Not similarly in pseudofs.  pfs_read() checks correctly for uio_resid < 0,
but handles this by returning EINVAL instead of KASSERT().  It has a
variable resid of type ssize_t, but doesn't do anything with this except
assign uio_resid to it so as to get an overflow if the types are broken
and the value doesn't fit.  This made more  sense when resid had type int.
It still has an INT_MAX limit on buflen and a bogus overflow check for
buflen (check for overflow after overflow has already caused undefined
behaviour).  The undefined behaviour can still easily occur on 32-bit
systems, since exoanding resid and buflen to ssize_t doesn't really
change them on 32-bit systems.  pfs_readdir() still assigns uio_resid
to "int resid".  Then it has a lower limit of more than 0 on resid,
as in fdesc_readdir() but now the check is broken since uio_resid was
corrupted by assignment to resid.

Not similarly in tmpfs.  tmpfs manages to combine most of the bugs.

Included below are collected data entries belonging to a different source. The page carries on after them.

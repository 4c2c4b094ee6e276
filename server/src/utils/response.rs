use axum::http::StatusCode;
use axum::response::{IntoResponse, Response};
use axum::Json;
use serde::{Deserialize, Serialize};
use serde_json::Value;

#[derive(Serialize, Deserialize)]
pub struct ApiResponse<T> {
    pub success: bool,
    pub data: Option<T>,
    pub message: Option<String>,
}

#[derive(Serialize, Deserialize)]
pub struct ApiErrorBody {
    pub code: String,
    pub message: String,
    pub details: Option<Value>,
}

#[derive(Serialize, Deserialize)]
pub struct ApiErrorResponse {
    pub success: bool,
    pub error: ApiErrorBody,
}

fn with_status<T>(status: StatusCode, data: T, message: impl Into<String>) -> Response
where
    T: Serialize,
{
    let body = ApiResponse {
        success: true,
        data: Some(data),
        message: Some(message.into()),
    };
    (status, Json(body)).into_response()
}

pub fn success<T>(data: T, message: impl Into<String>) -> Response
where
    T: Serialize,
{
    with_status(StatusCode::OK, data, message)
}

pub fn created<T>(data: T, message: impl Into<String>) -> Response
where
    T: Serialize,
{
    with_status(StatusCode::CREATED, data, message)
}

pub fn error(
    code: &str,
    message: impl Into<String>,
    details: Option<Value>,
    status: StatusCode,
) -> Response {
    let body = ApiErrorResponse {
        success: false,
        error: ApiErrorBody {
            code: code.to_string(),
            message: message.into(),
            details,
        },
    };

    (status, Json(body)).into_response()
}
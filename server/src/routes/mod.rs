use axum::{routing::get, Router};
use std::sync::Arc;
use tower_http::trace::TraceLayer;

use crate::config::{create_cors_layer, Config, SecurityHeadersLayer};
use crate::handlers::{
    create_purchase, get_purchase, get_ticket_type, health_check, list_purchases,
};
use crate::ledger::InventoryLedger;
use crate::purchases::PurchaseService;

pub fn create_routes<L: InventoryLedger + 'static>(
    service: PurchaseService<L>,
    config: &Config,
) -> Router {
    Router::new()
        .route("/health", get(health_check))
        .route(
            "/purchases",
            get(list_purchases::<L>).post(create_purchase::<L>),
        )
        .route("/purchases/:id", get(get_purchase::<L>))
        .route("/ticket-types/:id", get(get_ticket_type::<L>))
        .with_state(Arc::new(service))
        .layer(SecurityHeadersLayer::for_environment(config.is_production))
        .layer(create_cors_layer(&config.cors_allowed_origins))
        .layer(TraceLayer::new_for_http())
}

tmpfs_read() starts with "int resid".  Then it has null sanity checking
for uio_resid (it does check uio_offset and handles it using EINVAL
instead of KASSERT().) Then it corrupts uio_resid by assigning it to
resid in the main loop.  The loop continuation criterion is that
corrupted resid is > 0.  Of course it uses the MIN() style bug.  It
doesn't use the old 'n' and 'on' variable names.  tmpfs_write() also
uses "int resid", but first does some checks using the uncorrupted
uio_resid.  The one for EFBIG depends on undefined behaviour to work.
Where ffs carefully casts the offset + resid expression to use uoff_t,
tmpfs lets it overflow and then converts the result to u_int64_t (sic),
provided off_t is no larger than 64 bits.  Normally the overflow is
benign and off_t is 64 bits, so this works.  Many cases where uio_resid
< 0 are detected accidentally here, since they cause offset + resid
to be negative and converting this this to u_int64_t often overflows
to a value > maxfilesize.

Bruce